Samson Okoa Oigo v Moses Atsulu Mayoka & Jackline Dorica Ndakala Aura [2021] KEELC 2422 (KLR) | Adverse Possession | Esheria

Samson Okoa Oigo v Moses Atsulu Mayoka & Jackline Dorica Ndakala Aura [2021] KEELC 2422 (KLR)

Full Case Text

REPUBLIC OF KENYA

IN THE ENVIRONMENT AND LAND COURT AT KAKAMEGA

ELC CASE NO. 112 OF 2017

SAMSON OKOA OIGO................................................PLAINTIFF

AND

MOSES ATSULU MAYOKA

JACKLINE DORICA NDAKALA AURA..................DEFENDANTS

JUDGEMENT

This is the application of SAMSON OKOA OIGO who claims to have acquired the whole land parcel number KISA/WAMULISHE/1627 measuring 0. 41 Ha by adverse possession for the determination of the following issues:-

1. Whether the applicant has acquired title to the whole of L.R. NO. KISA/WAMBULISHE/1627 by adverse possession.

2. Whether the 2nd respondent holds title to L.R. NO. KISA/WAMBULISHE/1627 in trust for the applicant.

3. Whether the title of the 1st respondent in respect to L.R. NO. KISA/WAMBULISHE/1627 was long extinguished at the time he purported to transfer the land to the 2nd respondent.

4. Whether the 1st respondent had no or good title to pass to the 2nd respondent on 4th September 2012 or at any other time after the expiry of 12 years after the applicant went into adverse possession thereof.

5. Whether the 2nd respondent’s name should be cancelled from the register and the whole of L.R. NO. KISA/WAMBULISHE/1627 measuring 0. 41 Ha or thereabouts registered in the applicant’s name as the proprietor thereof.

6. Whether the Deputy Registrar of this Honourable Court should be empowered to sign all relevant forms to enable L.R. NO. KISA/WAMBULISHE/1627 registered in the applicant’s name should the 2nd respondent decline to do so.

7. Who should bear the costs of and incidental to the proceedings herein?

The plaintiff prays for orders that;

a. A declaration that the respondent’s right over the whole of L.R. No. KISA/WAMBULISHE/1627 measuring 0. 41 Ha or thereabouts got extinguished by adverse possession upon expiry of twelve (12) years when the applicant was in possession.

b. A declaration that upon the expiry of twelve (12) years when the applicant was in possession of L.R. No. KISA/WAMBULISHE/1627, the whole of the land was held and is currently held in trust for the applicant.

c. A declaration that the title of the 1st respondent was long extinguished at the time of purported transfer of the parcel of land known as KISA/WAMBULISHE/1627 to the 2nd respondent hence had no or good title to pass to her on 4th September 2012.

d.
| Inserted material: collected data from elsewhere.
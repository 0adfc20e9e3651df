// Copyright 2025 eraflo
//
// Licensed under the Apache License, Version 2.0 (the "License");
// you may not use this file except in compliance with the License.
// You may obtain a copy of the License at
//
//     http://www.apache.org/licenses/LICENSE-2.0
//
// Unless required by applicable law or agreed to in writing, software
// distributed under the License is distributed on an "AS IS" BASIS,
// WITHOUT WARRANTIES OR CONDITIONS OF ANY KIND, either express or implied.
// See the License for the specific language governing permissions and
// limitations under the License.

//! Host implementations of the rate-map compute passes.
//!
//! Each kernel consumes the same uniform block as its WGSL counterpart and
//! applies the same per-tile decision. [`run_pass`] dispatches a
//! [`RateMapPass`] onto them.

mod contrast;
mod depth_lod;
mod diagnostic;
mod foveated;
mod overlay;
mod single_elimination;

pub use contrast::*;
pub use depth_lod::*;
pub use diagnostic::*;
pub use foveated::*;
pub use overlay::*;
pub use single_elimination::*;

use vrs_core::renderer::{
    ColorImage, DepthImage, RateMapPass, SceneInput, VelocityImage, VrsError,
};
use vrs_core::{RateLadder, ShadingRate, ShadingRateTileMap, TileGrid};

/// Failure of a host kernel.
#[derive(Debug, thiserror::Error)]
pub enum KernelError {
    /// A scene image required by the pass was not supplied.
    #[error("pass needs the {0:?} image")]
    MissingInput(SceneInput),
    /// A scene image does not cover the pass's render target.
    #[error("{input:?} image is {actual:?}, pass expects {expected:?}")]
    ExtentMismatch {
        /// Which image.
        input: SceneInput,
        /// Target extent of the pass.
        expected: (u32, u32),
        /// Extent of the supplied image.
        actual: (u32, u32),
    },
    /// The rate map does not have the grid the pass was built for.
    #[error("rate map is {actual:?}, pass expects {expected:?}")]
    GridMismatch {
        /// Grid of the pass.
        expected: TileGrid,
        /// Grid of the rate map.
        actual: TileGrid,
    },
}

impl From<KernelError> for VrsError {
    fn from(e: KernelError) -> Self {
        match e {
            KernelError::MissingInput(input) => VrsError::MissingSceneInput(input),
            KernelError::ExtentMismatch {
                input,
                expected,
                actual,
            } => VrsError::ExtentMismatch {
                input,
                expected,
                actual,
            },
            other => VrsError::Backend(other.to_string()),
        }
    }
}

/// Scene images available to a pass.
#[derive(Debug, Default)]
pub struct PassImages<'a> {
    /// Color target.
    pub color: Option<&'a ColorImage>,
    /// Depth buffer.
    pub depth: Option<&'a DepthImage>,
    /// Velocity buffer. Absent means zero motion.
    pub velocity: Option<&'a VelocityImage>,
    /// Debug output image.
    pub output: Option<&'a mut ColorImage>,
}

/// Executes `pass` on the host.
pub fn run_pass(
    pass: &RateMapPass,
    map: &mut ShadingRateTileMap,
    images: PassImages<'_>,
) -> Result<(), KernelError> {
    let (tiles_x, tiles_y) = pass.workgroups();
    check_grid(map, TileGrid::new(tiles_x, tiles_y))?;

    match pass {
        RateMapPass::Foveated(u) => {
            foveated(map, u);
            Ok(())
        }
        RateMapPass::DepthLod(u) => {
            let depth = images.depth.ok_or(KernelError::MissingInput(SceneInput::Depth))?;
            depth_lod(map, depth, u)
        }
        RateMapPass::ContrastAdaptive(u) => {
            let color = images.color.ok_or(KernelError::MissingInput(SceneInput::Color))?;
            contrast_adaptive(map, color, images.velocity, u)
        }
        RateMapPass::Diagnostic(u) => {
            let color = images.color.ok_or(KernelError::MissingInput(SceneInput::Color))?;
            let output = images
                .output
                .ok_or(KernelError::MissingInput(SceneInput::DebugOutput))?;
            diagnostic(map, color, images.velocity, output, u)
        }
        RateMapPass::SingleElimination(u) => {
            single_elimination(map, u);
            Ok(())
        }
        RateMapPass::DebugOverlay(u) => {
            let color = images.color.ok_or(KernelError::MissingInput(SceneInput::Color))?;
            let output = images
                .output
                .ok_or(KernelError::MissingInput(SceneInput::DebugOutput))?;
            debug_overlay(map, color, output, u)
        }
    }
}

fn check_grid(map: &ShadingRateTileMap, expected: TileGrid) -> Result<(), KernelError> {
    if map.grid() == expected {
        Ok(())
    } else {
        Err(KernelError::GridMismatch {
            expected,
            actual: map.grid(),
        })
    }
}

pub(crate) fn check_extent(
    input: SceneInput,
    actual: (u32, u32),
    expected: (u32, u32),
) -> Result<(), KernelError> {
    if actual == expected {
        Ok(())
    } else {
        Err(KernelError::ExtentMismatch {
            input,
            expected,
            actual,
        })
    }
}

/// Maps `value` inside the band `[start, end]` onto `ladder`.
///
/// At or below `start` gives 1x1, at or beyond `end` the coarsest rung. An
/// empty band (`end <= start`) is a hard step at `start`.
pub fn band_rate(value: f32, start: f32, end: f32, ladder: RateLadder) -> ShadingRate {
    // `!(a > b)` also catches NaN.
    if !(value > start) {
        ladder.sample(0.0)
    } else if value >= end {
        ladder.coarsest()
    } else {
        ladder.sample((value - start) / (end - start))
    }
}

/// Pixel rectangle `[x0, x1) x [y0, y1)` covered by tile `(tx, ty)`, cut at
/// the target edge.
pub(crate) fn tile_pixels(
    tx: u32,
    ty: u32,
    tile_size: u32,
    width: u32,
    height: u32,
) -> (u32, u32, u32, u32) {
    let x0 = tx * tile_size;
    let y0 = ty * tile_size;
    (
        x0.min(width),
        y0.min(height),
        (x0 + tile_size).min(width),
        (y0 + tile_size).min(height),
    )
}

#[cfg(test)]
mod tests {
    use super::*;
    use vrs_core::renderer::FilterUniforms;

    #[test]
    fn test_band_rate_edges() {
        let ladder = RateLadder::new(true);
        assert_eq!(band_rate(10.0, 30.0, 50.0, ladder), ShadingRate::R1x1);
        assert_eq!(band_rate(30.0, 30.0, 50.0, ladder), ShadingRate::R1x1);
        assert_eq!(band_rate(50.0, 30.0, 50.0, ladder), ShadingRate::R4x4);
        assert_eq!(band_rate(40.0, 30.0, 50.0, ladder), ShadingRate::R2x2);
        assert_eq!(band_rate(31.0, 40.0, 20.0, ladder), ShadingRate::R1x1);
        assert_eq!(band_rate(41.0, 40.0, 20.0, ladder), ShadingRate::R4x4);
        assert_eq!(band_rate(f32::NAN, 0.0, 1.0, ladder), ShadingRate::R1x1);
    }

    #[test]
    fn test_tile_pixels_clip_at_edge() {
        assert_eq!(tile_pixels(0, 0, 16, 100, 40), (0, 0, 16, 16));
        assert_eq!(tile_pixels(6, 2, 16, 100, 40), (96, 32, 100, 40));
    }

    #[test]
    fn test_run_pass_rejects_wrong_grid() {
        let mut map = ShadingRateTileMap::new(TileGrid::new(4, 4));
        let pass = RateMapPass::SingleElimination(FilterUniforms {
            tiles_x: 5,
            tiles_y: 4,
            neighborhood: 0,
            _pad: 0,
        });
        let err = run_pass(&pass, &mut map, PassImages::default()).unwrap_err();
        assert!(matches!(err, KernelError::GridMismatch { .. }));
    }
}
An order that the whole of land parcel No. KISA/WAMBULISHE/1627 measuring 0. 41 Ha or thereabouts vests in the applicant’s name and that he should be registered as the owner thereof under Section 38 of the Limitation of Actions Act Cap 22 Laws of Kenya.

e. An order that the 2nd respondent do sign all relevant documents to facilitate transfer of the whole of land parcel No. KISA/WAMBULISHE/1627 measuring 0. 41 Ha or thereabouts to the applicant and that in default, the Deputy Registrar of this Honourable Court to sign the same.

f. An order that the respondents be condemned to pay costs of this suit.

PW1 the plaintiff testified that he has been in occupation of the suit land exclusive to the respondents continuously, openly, without force and adverse to the respondents interest since January, 2000. That the 1st respondent’s title to the suit land got extinguished in January, 2012 and he had, therefore, no or good title to pass to the 2nd respondent on 4th September 2012. That at the time of purported acquisition of title by the 2nd respondent from the 1st respondent, the 1st respondent had no good title to the said land. That the applicant has established his home on the parcel of land and been cultivating it by planting food crops, trees continuously todate. That the respondents have never stayed, occupied and/or used any part of the land measuring 0. 41 Ha or thereabouts. That the applicant has acquired the whole of L.R. KISA/WAMBULISHE/1627 by operations of the law.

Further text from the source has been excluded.